ワイヤー矯正はどの症例にも適応できる可能性が高い矯正治療で、重度の症例にも対応できるようになっています。
ブラケットと呼ばれる装置を矯正対象の歯1本1本に装着して、それをワイヤーでつないで歯を動かしていくのです。
ワイヤー矯正であれば埋伏歯を引き出すことも可能とされています。
オールマイティに近い矯正治療であるワイヤー矯正ですが、目立つことが気になって敬遠されることも多い治療です。
その場合でも歯の裏側にワイヤーを取り付ける方法もありますし、透明なブラケットに白いワイヤーを使う目立ちにくい装置もあります。
目立ちたくないからインビザライン矯正にしようとしたけど、適さないとなった人は目立ちにくい方法で…と歯科医に相談をしてみるとよいです。
ワイヤー矯正とインビザライン矯正の併用
インビザライン矯正とワイヤー矯正どちらかだけではなく、両方を併用することもあります。

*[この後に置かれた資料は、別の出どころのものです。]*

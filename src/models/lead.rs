//! Lead model: one captured customer interaction.

use std::collections::BTreeMap;

use serde::{Deserialize, Serialize};

/// Which form produced a lead.
#[derive(Debug, Clone, Copy, Serialize, Deserialize, PartialEq, Eq, Hash)]
#[serde(rename_all = "lowercase")]
pub enum LeadType {
    Contact,
    Enquiry,
    Customize,
    Trade,
}

impl LeadType {
    pub const ALL: [LeadType; 4] = [
        LeadType::Contact,
        LeadType::Enquiry,
        LeadType::Customize,
        LeadType::Trade,
    ];

    pub fn as_str(&self) -> &'static str {
        match self {
            LeadType::Contact => "contact",
            LeadType::Enquiry => "enquiry",
            LeadType::Customize => "customize",
            LeadType::Trade => "trade",
        }
    }

    pub fn parse(s: &str) -> Option<Self> {
        Self::ALL.into_iter().find(|t| t.as_str() == s)
    }
}

/// Where a lead sits in the sales pipeline. Only admins move it.
#[derive(Debug, Clone, Copy, Serialize, Deserialize, PartialEq, Eq, Hash)]
#[serde(rename_all = "lowercase")]
pub enum LeadStatus {
    New,
    Reviewing,
    Contacted,
    Quoted,
    Converted,
    Closed,
}

impl LeadStatus {
    pub const ALL: [LeadStatus; 6] = [
        LeadStatus::New,
        LeadStatus::Reviewing,
        LeadStatus::Contacted,
        LeadStatus::Quoted,
        LeadStatus::Converted,
        LeadStatus::Closed,
    ];

    pub fn as_str(&self) -> &'static str {
        match self {
            LeadStatus::New => "new",
            LeadStatus::Reviewing => "reviewing",
            LeadStatus::Contacted => "contacted",
            LeadStatus::Quoted => "quoted",
            LeadStatus::Converted => "converted",
            LeadStatus::Closed => "closed",
        }
    }

    pub fn parse(s: &str) -> Option<Self> {
        Self::ALL.into_iter().find(|t| t.as_str() == s)
    }
}

/// Kind of business a trade applicant runs.
#[derive(Debug, Clone, Copy, Serialize, Deserialize, PartialEq, Eq)]
#[serde(rename_all = "kebab-case")]
pub enum BusinessType {
    InteriorDesigner,
    Architect,
    Retailer,
    Hospitality,
    Other,
}

impl BusinessType {
    pub fn parse(s: &str) -> Option<Self> {
        match s {
            "interior-designer" => Some(BusinessType::InteriorDesigner),
            "architect" => Some(BusinessType::Architect),
            "retailer" => Some(BusinessType::Retailer),
            "hospitality" => Some(BusinessType::Hospitality),
            "other" => Some(BusinessType::Other),
            _ => None,
        }
    }
}

/// Measurement unit for custom rug dimensions.
#[derive(Debug, Clone, Copy, Serialize, Deserialize, PartialEq, Eq, Default)]
#[serde(rename_all = "lowercase")]
pub enum DimensionUnit {
    #[default]
    Ft,
    M,
}

/// Type-specific fields. The variant tag doubles as the lead's `type`.
#[derive(Debug, Clone, Serialize, Deserialize, PartialEq)]
#[serde(tag = "type", rename_all = "lowercase")]
pub enum LeadDetails {
    #[serde(rename_all = "camelCase")]
    Contact {
        #[serde(default, skip_serializing_if = "Option::is_none")]
        subject: Option<String>,
    },
    #[serde(rename_all = "camelCase")]
    Enquiry {
        #[serde(default, skip_serializing_if = "Option::is_none")]
        product_id: Option<String>,
        #[serde(default, skip_serializing_if = "Option::is_none")]
        product_name: Option<String>,
        #[serde(default, skip_serializing_if = "Option::is_none")]
        preferred_size: Option<String>,
    },
    #[serde(rename_all = "camelCase")]
    Customize {
        #[serde(default, skip_serializing_if = "Option::is_none")]
        width: Option<f64>,
        #[serde(default, skip_serializing_if = "Option::is_none")]
        length: Option<f64>,
        #[serde(default)]
        unit: DimensionUnit,
        #[serde(default)]
        preferred_colors: Vec<String>,
        #[serde(default)]
        preferred_materials: Vec<String>,
        #[serde(default, skip_serializing_if = "Option::is_none")]
        budget_range: Option<String>,
        #[serde(default, skip_serializing_if = "Option::is_none")]
        timeline: Option<String>,
        #[serde(default)]
        moodboard_urls: Vec<String>,
    },
    #[serde(rename_all = "camelCase")]
    Trade {
        company_name: String,
        business_type: BusinessType,
        #[serde(default, skip_serializing_if = "Option::is_none")]
        website: Option<String>,
        #[serde(default, skip_serializing_if = "Option::is_none")]
        project_volume: Option<String>,
    },
}

impl LeadDetails {
    pub fn lead_type(&self) -> LeadType {
        match self {
            LeadDetails::Contact { .. } => LeadType::Contact,
            LeadDetails::Enquiry { .. } => LeadType::Enquiry,
            LeadDetails::Customize { .. } => LeadType::Customize,
            LeadDetails::Trade { .. } => LeadType::Trade,
        }
    }
}

/// An admin note attached to a lead.
#[derive(Debug, Clone, Serialize, Deserialize, PartialEq)]
#[serde(rename_all = "camelCase")]
pub struct LeadNote {
    pub id: String,
    pub content: String,
    pub author: String,
    pub created_at: String,
}

/// A captured customer contact, enquiry, customize or trade submission.
#[derive(Debug, Clone, Serialize, Deserialize, PartialEq)]
#[serde(rename_all = "camelCase")]
pub struct Lead {
    pub id: String,
    pub name: String,
    pub email: String,
    #[serde(skip_serializing_if = "Option::is_none")]
    pub phone: Option<String>,
    pub message: String,
    pub status: LeadStatus,
    #[serde(skip_serializing_if = "Option::is_none")]
    pub assigned_to: Option<String>,
    #[serde(default)]
    pub notes: Vec<LeadNote>,
    pub source: String,
    #[serde(flatten)]
    pub details: LeadDetails,
    pub created_at: String,
    pub updated_at: String,
}

impl Lead {
    pub fn lead_type(&self) -> LeadType {
        self.details.lead_type()
    }
}

/// Validated lead ready to be inserted.
#[derive(Debug, Clone, PartialEq)]
pub struct NewLead {
    pub name: String,
    pub email: String,
    pub phone: Option<String>,
    pub message: String,
    pub source: String,
    pub details: LeadDetails,
}

/// Request body for the contact form.
#[derive(Debug, Clone, Default, Deserialize)]
#[serde(rename_all = "camelCase")]
pub struct ContactForm {
    #[serde(default)]
    pub name: String,
    #[serde(default)]
    pub email: String,
    #[serde(default)]
    pub phone: Option<String>,
    #[serde(default)]
    pub subject: Option<String>,
    #[serde(default)]
    pub message: String,
    #[serde(default)]
    pub source: Option<String>,
}

/// Request body for a product enquiry.
#[derive(Debug, Clone, Default, Deserialize)]
#[serde(rename_all = "camelCase")]
pub struct EnquiryForm {
    #[serde(default)]
    pub name: String,
    #[serde(default)]
    pub email: String,
    #[serde(default)]
    pub phone: Option<String>,
    #[serde(default)]
    pub product_id: Option<String>,
    #[serde(default)]
    pub product_name: Option<String>,
    #[serde(default)]
    pub preferred_size: Option<String>,
    #[serde(default)]
    pub message: Option<String>,
    #[serde(default)]
    pub source: Option<String>,
}

/// Request body for a custom rug request.
#[derive(Debug, Clone, Default, Deserialize)]
#[serde(rename_all = "camelCase")]
pub struct CustomizeForm {
    #[serde(default)]
    pub name: String,
    #[serde(default)]
    pub email: String,
    #[serde(default)]
    pub phone: Option<String>,
    #[serde(default)]
    pub width: Option<f64>,
    #[serde(default)]
    pub length: Option<f64>,
    #[serde(default)]
    pub unit: Option<String>,
    #[serde(default)]
    pub preferred_colors: Vec<String>,
    #[serde(default)]
    pub preferred_materials: Vec<String>,
    #[serde(default)]
    pub budget_range: Option<String>,
    #[serde(default)]
    pub timeline: Option<String>,
    #[serde(default)]
    pub moodboard_urls: Vec<String>,
    #[serde(default)]
    pub message: Option<String>,
    #[serde(default)]
    pub source: Option<String>,
}

/// Request body for a trade programme application.
#[derive(Debug, Clone, Default, Deserialize)]
#[serde(rename_all = "camelCase")]
pub struct TradeForm {
    #[serde(default)]
    pub name: String,
    #[serde(default)]
    pub email: String,
    #[serde(default)]
    pub phone: String,
    #[serde(default)]
    pub company_name: String,
    #[serde(default)]
    pub business_type: String,
    #[serde(default)]
    pub website: Option<String>,
    #[serde(default)]
    pub project_volume: Option<String>,
    #[serde(default)]
    pub message: Option<String>,
    #[serde(default)]
    pub source: Option<String>,
}

/// Request body for patching a lead from the admin screen.
#[derive(Debug, Clone, Default, Deserialize)]
#[serde(rename_all = "camelCase")]
pub struct UpdateLeadRequest {
    #[serde(default)]
    pub name: Option<String>,
    #[serde(default)]
    pub email: Option<String>,
    #[serde(default)]
    pub phone: Option<String>,
    #[serde(default)]
    pub message: Option<String>,
    #[serde(default)]
    pub status: Option<String>,
    #[serde(default)]
    pub assigned_to: Option<String>,
    #[serde(default)]
    pub source: Option<String>,
}

/// Validated lead patch.
#[derive(Debug, Clone, Default, PartialEq)]
pub struct LeadChanges {
    pub name: Option<String>,
    pub email: Option<String>,
    pub phone: Option<String>,
    pub message: Option<String>,
    pub status: Option<LeadStatus>,
    pub assigned_to: Option<String>,
    pub source: Option<String>,
}

/// Request body for changing a lead's status.
#[derive(Debug, Clone, Deserialize)]
#[serde(rename_all = "camelCase")]
pub struct UpdateLeadStatusRequest {
    pub status: String,
}

/// Request body for adding an admin note.
#[derive(Debug, Clone, Deserialize)]
#[serde(rename_all = "camelCase")]
pub struct AddLeadNoteRequest {
    #[serde(default)]
    pub content: String,
}

/// Request body for assigning a lead; `null` clears the assignment.
#[derive(Debug, Clone, Deserialize)]
#[serde(rename_all = "camelCase")]
pub struct AssignLeadRequest {
    #[serde(default)]
    pub assigned_to: Option<String>,
}

/// Request body for moving many leads to one status.
#[derive(Debug, Clone, Deserialize)]
#[serde(rename_all = "camelCase")]
pub struct BulkLeadStatusRequest {
    pub ids: Vec<String>,
    pub status: String,
}

/// Query parameters for listing leads.
#[derive(Debug, Clone, Default, Deserialize)]
#[serde(rename_all = "camelCase")]
pub struct LeadQuery {
    #[serde(default, rename = "type")]
    pub lead_type: Option<String>,
    #[serde(default)]
    pub status: Option<String>,
    #[serde(default)]
    pub limit: Option<i64>,
}

/// Lead counts for the admin dashboard.
#[derive(Debug, Clone, Serialize, Deserialize, PartialEq)]
#[serde(rename_all = "camelCase")]
pub struct LeadStats {
    pub total: i64,
    pub by_status: BTreeMap<String, i64>,
    pub by_type: BTreeMap<String, i64>,
}
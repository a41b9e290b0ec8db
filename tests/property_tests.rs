//! Property tests over board sizes and random playouts.
//!
//! Playouts pick uniformly among the legal moves of the side to move using
//! a seeded ChaCha RNG, so every failure reproduces from the seed proptest
//! reports.

use proptest::prelude::*;
use rand::seq::SliceRandom;
use rand::{Rng, SeedableRng};
use rand_chacha::ChaCha8Rng;

use rust_draughts::core::{BoardSize, Color, Kind, PieceId, Position, TurnPhase, STARTING_RANKS};
use rust_draughts::games::english::EnglishDraughts;
use rust_draughts::rules::{RuleEngine, Variant};

/// Longest playout; games without termination detection can shuffle kings
/// forever.
const MAX_PLIES: usize = 300;

fn board_sizes() -> impl Strategy<Value = BoardSize> {
    (1u32..=6, 6u32..=12).prop_map(|(half_width, height)| BoardSize::new(half_width * 2, height))
}

/// Every `(piece, target)` the side to move may play.
fn all_moves(game: &EnglishDraughts) -> Vec<(PieceId, Position, bool)> {
    game.list_pieces()
        .iter()
        .flat_map(|piece| {
            game.legal_moves(piece.id)
                .into_iter()
                .map(move |m| (piece.id, m.target, m.is_capture()))
        })
        .collect()
}

fn check_board_invariants(game: &EnglishDraughts) {
    let size = game.board_size();
    let pieces = game.list_pieces();

    let mut squares: Vec<Position> = pieces.iter().map(|piece| piece.position).collect();
    squares.sort();
    squares.dedup();
    assert_eq!(squares.len(), pieces.len(), "two pieces share a square");

    for piece in pieces.iter() {
        assert!(size.contains(piece.position), "{} off the board", piece.id);
        assert_eq!((piece.position.x + piece.position.y).rem_euclid(2), 1, "{} on a light square", piece.id);
        assert_eq!(game.state().piece_at(piece.position).map(|found| found.id), Some(piece.id));
    }
}

proptest! {
    /// Test the starting formation on every supported board.
    #[test]
    fn test_formation_fits(size in board_sizes()) {
        let engine = Variant::EnglishDraughts.create(size).unwrap();
        let pieces = engine.list_pieces();
        let per_side = (size.width / 2) as usize * STARTING_RANKS as usize;

        prop_assert_eq!(pieces.of_color(Color::White).count(), per_side);
        prop_assert_eq!(pieces.of_color(Color::Black).count(), per_side);
        prop_assert!(pieces.of_color(Color::White).all(|piece| piece.position.y < STARTING_RANKS));
        prop_assert!(pieces
            .of_color(Color::Black)
            .all(|piece| piece.position.y >= size.height as i32 - STARTING_RANKS));
        prop_assert!(pieces.iter().all(|piece| piece.kind == Kind::Pawn));

        let ids: Vec<u32> = pieces.iter().map(|piece| piece.id.raw()).collect();
        prop_assert_eq!(ids, (1..=2 * per_side as u32).collect::<Vec<_>>());
    }

    /// Test rule invariants along random playouts.
    #[test]
    fn test_random_playout_invariants(size in board_sizes(), seed in any::<u64>()) {
        let mut rng = ChaCha8Rng::seed_from_u64(seed);
        let mut game = EnglishDraughts::new(size);

        for _ in 0..MAX_PLIES {
            check_board_invariants(&game);

            let moves = all_moves(&game);
            let Some(&(piece, target, is_capture)) = moves.choose(&mut rng) else {
                break;
            };

            // Mandatory capture: if anything captures, everything does.
            if moves.iter().any(|m| m.2) {
                prop_assert!(moves.iter().all(|m| m.2));
            }

            // During a chain only the chain piece is listed.
            if let TurnPhase::ChainCapture(chain) = game.phase() {
                prop_assert!(moves.iter().all(|m| m.0 == chain));
            }

            // A random non-listed target is rejected without side effects.
            let stray = Position::new(rng.gen_range(-1..=size.width as i32), rng.gen_range(-1..=size.height as i32));
            if !moves.iter().any(|m| m.0 == piece && m.1 == stray) {
                let before = game.clone();
                prop_assert!(game.move_piece(piece, stray).is_err());
                prop_assert_eq!(&game, &before);
            }

            let mover = *game.list_pieces().get(piece).unwrap();
            let count = game.list_pieces().len();

            let result = game.move_piece(piece, target).unwrap();
            let after = *game.list_pieces().get(piece).unwrap();

            prop_assert_eq!(result.position, target);
            prop_assert_eq!(after.position, target);
            prop_assert_eq!(result.captured.is_some(), is_capture);
            prop_assert_eq!((target.x - mover.position.x).abs(), if is_capture { 2 } else { 1 });

            if let Some(captured) = result.captured {
                prop_assert_eq!(game.list_pieces().len(), count - 1);
                prop_assert!(game.list_pieces().get(captured).is_none());
            } else {
                prop_assert_eq!(game.list_pieces().len(), count);
            }

            // Kings never revert; crowning happens exactly on the far rank.
            prop_assert_eq!(result.promoted, mover.kind == Kind::Pawn && after.kind == Kind::King);
            if mover.kind == Kind::King {
                prop_assert_eq!(after.kind, Kind::King);
            }
            if result.promoted {
                prop_assert_eq!(target.y, size.promotion_rank(mover.color));
            }

            if result.end_turn {
                prop_assert_eq!(game.phase(), TurnPhase::ToMove(mover.color.opponent()));
            } else {
                prop_assert!(is_capture);
                prop_assert_eq!(game.phase(), TurnPhase::ChainCapture(piece));
                prop_assert_eq!(game.current_color(), mover.color);
            }
        }
    }
}
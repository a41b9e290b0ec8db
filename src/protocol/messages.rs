//! Typed command vocabularies.
//!
//! ## Client → server
//!
//! | Command                | Meaning                                  |
//! |------------------------|------------------------------------------|
//! | `move <id> <x> <y>`    | Move a piece to a square                 |
//! | `moves <id>`           | Ask for a piece's legal destinations     |
//!
//! ## Server → client
//!
//! | Command                                         | Meaning                      |
//! |-------------------------------------------------|------------------------------|
//! | `hello <color>`                                 | Seat assignment, sent once   |
//! | `board <w> <h>`                                 | Board dimensions             |
//! | `piece <id> <x> <y> <color> <kind>`             | One live piece               |
//! | `moved <id> <x> <y> <captured> <promoted> <end>` | An executed move            |
//! | `moves <id> [<x> <y>]...`                       | Legal destinations of a piece |
//!
//! `<captured>` is a piece id or `none`; flags are `true`/`false`.

use crate::core::{BoardSize, Color, Kind, MoveResult, Piece, PieceId, Position};
use crate::error::ProtocolError;

use super::command::{Command, NONE_TOKEN};

/// Command names.
pub mod names {
    pub const HELLO: &str = "hello";
    pub const BOARD: &str = "board";
    pub const PIECE: &str = "piece";
    pub const MOVE: &str = "move";
    pub const MOVED: &str = "moved";
    pub const MOVES: &str = "moves";
}

/// A request from a peer.
#[derive(Clone, Copy, Debug, PartialEq, Eq)]
pub enum Request {
    /// Move `piece` to `target`.
    Move { piece: PieceId, target: Position },
    /// List the legal destinations of `piece`.
    Moves { piece: PieceId },
}

impl Request {
    /// Parse a request from command text.
    ///
    /// # Errors
    ///
    /// Any [`ProtocolError`] from splitting or interpreting the text.
    pub fn decode(text: &str) -> Result<Self, ProtocolError> {
        Self::try_from(&Command::decode(text)?)
    }

    /// Command form of this request.
    #[must_use]
    pub fn to_command(&self) -> Command {
        match *self {
            Request::Move { piece, target } => Command::build(names::MOVE).param(piece).param(target).finish(),
            Request::Moves { piece } => Command::build(names::MOVES).param(piece).finish(),
        }
    }
}

impl TryFrom<&Command> for Request {
    type Error = ProtocolError;

    fn try_from(command: &Command) -> Result<Self, Self::Error> {
        let mut args = Args::new(command);
        let request = match command.name() {
            names::MOVE => Request::Move {
                piece: args.piece()?,
                target: args.position()?,
            },
            names::MOVES => Request::Moves { piece: args.piece()? },
            other => return Err(ProtocolError::UnknownCommand(other.to_string())),
        };
        args.finish()?;
        Ok(request)
    }
}

/// A message to a peer.
#[derive(Clone, Debug, PartialEq, Eq)]
pub enum Reply {
    /// The color this peer controls.
    Hello { color: Color },
    /// Board dimensions.
    Board { size: BoardSize },
    /// One live piece, sent while syncing a new peer.
    Piece(Piece),
    /// `piece` was moved.
    Moved { piece: PieceId, result: MoveResult },
    /// Legal destinations of `piece`.
    Moves { piece: PieceId, targets: Vec<Position> },
}

impl Reply {
    /// Parse a reply from command text.
    ///
    /// # Errors
    ///
    /// Any [`ProtocolError`] from splitting or interpreting the text.
    pub fn decode(text: &str) -> Result<Self, ProtocolError> {
        Self::try_from(&Command::decode(text)?)
    }

    /// Command form of this reply.
    #[must_use]
    pub fn to_command(&self) -> Command {
        match self {
            Reply::Hello { color } => Command::build(names::HELLO).param(*color).finish(),
            Reply::Board { size } => Command::build(names::BOARD)
                .param(size.width)
                .param(size.height)
                .finish(),
            Reply::Piece(piece) => Command::build(names::PIECE)
                .param(piece.id)
                .param(piece.position)
                .param(piece.color)
                .param(piece.kind)
                .finish(),
            Reply::Moved { piece, result } => Command::build(names::MOVED)
                .param(*piece)
                .param(result.position)
                .param(result.captured)
                .param(result.promoted)
                .param(result.end_turn)
                .finish(),
            Reply::Moves { piece, targets } => {
                let mut command = Command::build(names::MOVES).param(*piece).finish();
                for target in targets {
                    command.push(*target);
                }
                command
            }
        }
    }
}

impl TryFrom<&Command> for Reply {
    type Error = ProtocolError;

    fn try_from(command: &Command) -> Result<Self, Self::Error> {
        let mut args = Args::new(command);
        let reply = match command.name() {
            names::HELLO => Reply::Hello { color: args.color()? },
            names::BOARD => Reply::Board {
                size: BoardSize::new(args.number()?, args.number()?),
            },
            names::PIECE => Reply::Piece(Piece {
                id: args.piece()?,
                position: args.position()?,
                color: args.color()?,
                kind: args.kind()?,
            }),
            names::MOVED => Reply::Moved {
                piece: args.piece()?,
                result: MoveResult {
                    position: args.position()?,
                    captured: args.optional_piece()?,
                    promoted: args.flag()?,
                    end_turn: args.flag()?,
                },
            },
            names::MOVES => {
                let piece = args.piece()?;
                let mut targets = Vec::new();
                while args.remaining() > 0 {
                    targets.push(args.position()?);
                }
                Reply::Moves { piece, targets }
            }
            other => return Err(ProtocolError::UnknownCommand(other.to_string())),
        };
        args.finish()?;
        Ok(reply)
    }
}

/// Cursor over a command's parameters with typed accessors.
struct Args<'a> {
    command: &'a Command,
    index: usize,
}

impl<'a> Args<'a> {
    fn new(command: &'a Command) -> Self {
        Self { command, index: 0 }
    }

    fn remaining(&self) -> usize {
        self.command.params().len().saturating_sub(self.index)
    }

    fn next(&mut self) -> Result<&'a str, ProtocolError> {
        let token = self
            .command
            .param(self.index)
            .ok_or_else(|| ProtocolError::MissingParameter {
                command: self.command.name().to_string(),
                index: self.index,
            })?;
        self.index += 1;
        Ok(token)
    }

    fn invalid(&self, value: &str) -> ProtocolError {
        ProtocolError::InvalidParameter {
            command: self.command.name().to_string(),
            value: value.to_string(),
        }
    }

    fn parse<T: std::str::FromStr>(&mut self) -> Result<T, ProtocolError> {
        let token = self.next()?;
        token.parse().map_err(|_| self.invalid(token))
    }

    fn number(&mut self) -> Result<u32, ProtocolError> {
        self.parse()
    }

    fn piece(&mut self) -> Result<PieceId, ProtocolError> {
        self.parse().map(PieceId)
    }

    fn optional_piece(&mut self) -> Result<Option<PieceId>, ProtocolError> {
        let token = self.next()?;
        if token == NONE_TOKEN {
            return Ok(None);
        }
        token.parse().map(|id| Some(PieceId(id))).map_err(|_| self.invalid(token))
    }

    fn position(&mut self) -> Result<Position, ProtocolError> {
        Ok(Position::new(self.parse()?, self.parse()?))
    }

    fn flag(&mut self) -> Result<bool, ProtocolError> {
        self.parse()
    }

    fn color(&mut self) -> Result<Color, ProtocolError> {
        let token = self.next()?;
        Color::parse(token).ok_or_else(|| self.invalid(token))
    }

    fn kind(&mut self) -> Result<Kind, ProtocolError> {
        let token = self.next()?;
        Kind::parse(token).ok_or_else(|| self.invalid(token))
    }

    /// Reject leftover parameters.
    fn finish(&self) -> Result<(), ProtocolError> {
        let found = self.command.params().len();
        if found > self.index {
            return Err(ProtocolError::TooManyParameters {
                command: self.command.name().to_string(),
                expected: self.index,
                found,
            });
        }
        Ok(())
    }
}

歯を動かす距離が長い場合や症状が重度の場合でもワイヤー矯正と併用することで、矯正治療が可能になるのです。
ワイヤー矯正とインビザライン矯正を併用するときは、先にワイヤーを1年ほど装着して全体を整えます。
その後はインビザライン矯正に切り替えて細かい部分を調整しながら、歯並びを整えていくのです。
ワイヤー矯正はどのような症例にでも適応する矯正方法ではありますが、金属アレルギーがある人は事前に相談をして下さい。
金属アレルギーでも使えるセラミック素材の装置を使うことができるため、きちんと対応する方法はあるのです。
インビザライン矯正のお悩みは歯科医に相談
インビザライン矯正は日々進化していてさまざまな症例に対応できるように変わってきています。
しかし現状ではインビザライン矯正が適さないケースはあるのです。
「自分がインビザライン矯正に適しているかわからない」という人は、まずは歯科医に相談をしてみて下さい。
矯正治療専門の歯科医であればインビザライン矯正で対応できるか、しっかり判断をしてくれるはずです。
そのうえでインビザライン矯正が適していないと判断された場合は、ワイヤー矯正やインビザライン矯正との併用などできる方法を提示してくれます。
しっかりした診断をしてくれる歯科医を見つけるには、慎重に選ぶことが大切です。
信頼できる歯科医を選ぶポイントは矯正専門の歯科医が常駐していることと、経験と実績があるかどうかになります。
相談だけなら無料で行ってくれる矯正歯科も多いため気軽に相談をしてみて下さい。
かかりつけの歯科医が矯正治療をしていない場合でも、まずはそこで相談をしてみるとよい矯正歯科を紹介してくれるはずです。
まとめ
インビザライン矯正は昔からあるワイヤー矯正に比べて、装着のしやすさや目立たないなど若い女性でも抵抗を感じることが少ない治療方法です。
しかし歯の状態によってはインビザライン矯正に適さない人がいることも事実です。
歯肉炎など矯正自体が難しい場合を除き、インビザライン矯正ができない人でもワイヤー矯正や併用などの治療方法はあります。
目立たない装置がよいなど患者さん自身の希望は伝えて大丈夫です。歯科医ではなるべく患者さんの希望に近い形の矯正方法での対応を考えてくれます。
矯正を迷っている人はまず歯科医で相談するところから始めてみて下さい。